LinkedIn is 41% AI slop. A real voice is now the moat.
A Pangram study found 41% of LinkedIn long-form posts are AI-generated. When machine text is the baseline, an operator's real voice is a moat.
Here's a number that should change how you think about your marketing: 41% of long-form LinkedIn posts are AI-generated. That's the finding from a new Pangram study measuring machine-written text across five platforms, and LinkedIn is the runaway leader. The takeaway for anyone publishing to sell — a newsletter, a blog, a company page — isn't "AI writing is bad." It's that generic AI content is now the baseline noise, and standing out requires the one thing a model can't fake: a real voice from someone who's actually done the work.
What actually happened
Pangram, which builds an AI-text detector, analyzed roughly a million posts its users organically scrolled across LinkedIn, Medium, X, Reddit, and Substack over a two-month window. As The Decoder and Fast Company reported, LinkedIn led every platform: 41% of its long-form posts (over 250 words) were flagged as AI-generated, with only about 55% written by a human unassisted.

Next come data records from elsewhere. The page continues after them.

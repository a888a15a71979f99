use super::*;
use serde_json::json;

#[test]
fn empty_body_parses_as_empty_object() {
    assert_eq!(parse_body(""), json!({}));
}

#[test]
fn non_json_body_is_wrapped_as_raw() {
    assert_eq!(parse_body("Bad Gateway"), json!({ "raw": "Bad Gateway" }));
}

#[test]
fn json_body_is_parsed() {
    assert_eq!(parse_body(r#"{"detail":"x"}"#), json!({ "detail": "x" }));
}

#[test]
fn url_joins_base_and_path_without_double_slash() -> anyhow::Result<()> {
    let api = ApiClient::new("http://example.test/api/")?;
    assert_eq!(api.base_url(), "http://example.test/api");
    assert_eq!(api.url("/buckets"), "http://example.test/api/buckets");
    Ok(())
}

#[test]
fn empty_token_is_treated_as_absent() -> anyhow::Result<()> {
    let api = ApiClient::new("http://example.test")?.with_token(Some(String::new()));
    assert_eq!(api.token(), None);
    assert!(matches!(api.require_token(), Err(ApiError::MissingToken)));
    assert_eq!(api.bearer(), None);

    let api = api.with_token(Some("abc".to_string()));
    assert_eq!(api.bearer().as_deref(), Some("Bearer abc"));
    Ok(())
}

#[test]
fn bucket_calls_without_token_fail_before_sending() -> anyhow::Result<()> {
    let api = ApiClient::new("http://127.0.0.1:9")?;
    assert!(matches!(api.list_buckets("g"), Err(ApiError::MissingToken)));
    assert!(matches!(api.delete_bucket("b"), Err(ApiError::MissingToken)));
    assert!(matches!(
        api.create_bucket(&json!({ "name": "b" })),
        Err(ApiError::MissingToken)
    ));
    Ok(())
}

#[test]
fn cancelled_membership_fetch_aborts_without_request() -> anyhow::Result<()> {
    let api = ApiClient::new("http://127.0.0.1:9")?;
    let cancel = CancelToken::new();
    cancel.cancel();
    assert!(matches!(api.fetch_memberships(&cancel), Err(ApiError::Aborted)));
    Ok(())
}

#[test]
fn error_helpers_read_status_and_detail() {
    let err = ApiError::Http {
        status: 403,
        body: json!({ "detail": "forbidden" }),
    };
    assert_eq!(err.status(), Some(403));
    assert!(err.is_auth());
    assert_eq!(err.detail().as_deref(), Some("forbidden"));

    let raw = ApiError::Http {
        status: 500,
        body: json!({ "raw": "boom" }),
    };
    assert!(!raw.is_auth());
    assert_eq!(raw.detail(), None);
    assert_eq!(raw.body_text(), "boom");
}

Across all five platforms combined, roughly one in four long-form posts was machine-written. LinkedIn made up about a third of the posts scanned but accounted for nearly two-thirds of all the AI content detected. X wasn't far behind — a quarter fully AI-authored, another ~23% AI-assisted. Substack came out cleanest at around 10%. The picture is consistent: the feeds where people go to build a professional reputation are the ones filling fastest with text nobody actually wrote.
Why it matters for your business
If a quarter of the content in your channel is machine-generated, the median post is now indistinguishable mush — same three-bullet structure, same "Here's why that matters," same confident nothing. Buyers have learned to scroll past it. Which means the bar to earn attention didn't rise because AI got good; it rose because AI made average free and infinite. Competing on volume is a race to the bottom of a feed that's already drowning.
The edge is specificity only an operator has: the real number from the job you ran, the mistake you actually made, the opinion a marketing committee would've sanded off. That's not anti-AI — use the tools to draft, research, and edit faster. It's about what goes in: lived detail a model can't invent because it wasn't there. And the structural move underneath it — own the channel where that voice lives. Rented reach on a slop-saturated feed is a weak foundation; an email list and a site you control are an audience that's actually yours. We write like people who've run a business because we have, and we build the owned channels — site, list, content engine — that make a real voice compound instead of evaporating into someone else's algorithm.
Key takeaways
- Pangram found 41% of long-form LinkedIn posts are AI-generated — the highest of five platforms studied; ~1 in 4 across all of them
- LinkedIn was a third of posts scanned but two-thirds of detected AI content; X was ~25% fully AI, Substack cleanest at ~10%
- Generic AI text is now the baseline — competing on volume just adds to the noise buyers already skip
- The moat is operator-specific detail (real numbers, real mistakes, real opinions) published on a channel you own, not rented reach
Is your content indistinguishable from the slop? We build the owned channels — site, email list, content engine — and write with the operator specificity that generic AI can't fake. See how we write and build or tell us what you'd say if the committee weren't watching.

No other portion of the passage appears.